Related Topics: XML Magazine

XML: Article

Is the sky falling and the end near for open source?

Microsoft's vision for XML isn't XML; it's another Microsoft attempt at a Web-based RPC framework

(LinuxWorld) — Does what Microsoft is doing with XML spell the end for open-source office applications in general and OpenOffice.org in particular?

Gary Edwards, a design consultant for Web applications and OpenOffice.org's representative on the OASIS Open Office XML Format Technical Committee, seems to think so. Certainly, he has repeatedly expressed his concern that next-generation Microsoft Office Suites will force an even greater degree of Microsoft lock-in than current releases do.

Edwards is undoubtedly right to be worried. Microsoft's use of XML is sufficiently Microsoft-centric that the price of use will almost certainly include platform-consistency — meaning that all users must be at the same release level for both the Microsoft operating system and Microsoft Office. Because Microsoft Office documents operate a bit like Internet worms, spreading Microsoft Office wherever they land simply because there's no other reasonable way for the recipient to access them, the concern is that early adopters will force their business partners to follow suit and eventually lock out open-source products like OpenOffice.org.

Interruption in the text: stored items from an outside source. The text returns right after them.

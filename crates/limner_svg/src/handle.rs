//! Move-only ownership of an engine document

use std::fmt;

/// Owns at most one parsed engine document
///
/// Not `Clone`: a document has exactly one owner. The document is dropped
/// by [`release`](Self::release) or when the handle itself is dropped,
/// whichever comes first, and never twice.
pub struct DocumentHandle<T> {
    tree: Option<T>,
}

impl<T> DocumentHandle<T> {
    /// A handle that owns nothing
    pub const fn empty() -> Self {
        Self { tree: None }
    }

    pub fn new(tree: T) -> Self {
        Self { tree: Some(tree) }
    }

    pub fn is_null(&self) -> bool {
        self.tree.is_none()
    }

    pub fn get(&self) -> Option<&T> {
        self.tree.as_ref()
    }

    /// Take ownership of `tree`, releasing any previous document first
    pub fn replace(&mut self, tree: T) {
        self.release();
        self.tree = Some(tree);
    }

    /// Drop the owned document, if any
    ///
    /// Returns `true` if something was released. Safe to call repeatedly.
    pub fn release(&mut self) -> bool {
        self.tree.take().is_some()
    }
}

impl<T> Default for DocumentHandle<T> {
    fn default() -> Self {
        Self::empty()
    }
}

impl<T> fmt::Debug for DocumentHandle<T> {
    fn fmt(&self, f: &mut fmt::Formatter<'_>) -> fmt::Result {
        f.debug_struct("DocumentHandle")
            .field("loaded", &self.tree.is_some())
            .finish()
    }
}

#[cfg(test)]
mod tests {
    use super::*;
    use std::rc::Rc;

    #[test]
    fn test_release_is_idempotent() {
        let tree = Rc::new(());
        let mut handle = DocumentHandle::new(Rc::clone(&tree));
        assert_eq!(Rc::strong_count(&tree), 2);

        assert!(handle.release());
        assert!(!handle.release());
        assert!(handle.is_null());
        assert_eq!(Rc::strong_count(&tree), 1);
    }

    #[test]
    fn test_replace_releases_previous() {
        let first = Rc::new(1);
        let second = Rc::new(2);
        let mut handle = DocumentHandle::new(Rc::clone(&first));

        handle.replace(Rc::clone(&second));
        assert_eq!(Rc::strong_count(&first), 1);
        assert_eq!(handle.get().map(|t| **t), Some(2));

        drop(handle);
        assert_eq!(Rc::strong_count(&second), 1);
    }
}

Of course, the open-source community could follow Microsoft's lead to add XML functionality to its products, thus maintaining interoperability, but there are some difficult issues that may make this technically impractical and legally impossible.

The impracticality arises because it's actually much harder to maintain bad software than good — and what Microsoft is promising to do with XML is bad software. Microsoft can throw a few thousand people at keeping the resulting house of cards more or less standing; open source cannot. The legal issue is more difficult, as Microsoft has become increasingly willing to use litigation to prevent open-source programmers from matching its technologies — and matching some of the stuff they are promising will almost inevitably require using the same algorithms and thus expose the programmer to the threat of legal action.

Doomsayers therefore conclude that the sky is falling and the end is near for open source.

I don't think that perception or the arguments behind it are right; on the contrary, Office 1X and Microsoft's vision for XML spell opportunity, not Armageddon, for groups like OpenOffice.org.

To start with, Microsoft is not using XML as the rest of us understand it. Get trapped into thinking that XML is XML, and you're halfway to a "follow blindly" decision; understand the differences and you'll quickly realize that there are better options.

Standard XML defines a class of document type definitions (DTDs) for use in document markup. As such, an XML DTD such as SAML (Security Assertion Markup Language) is fundamentally passive, acting merely as an information container whose known characteristics make its contents easily accessible to a rendering engine.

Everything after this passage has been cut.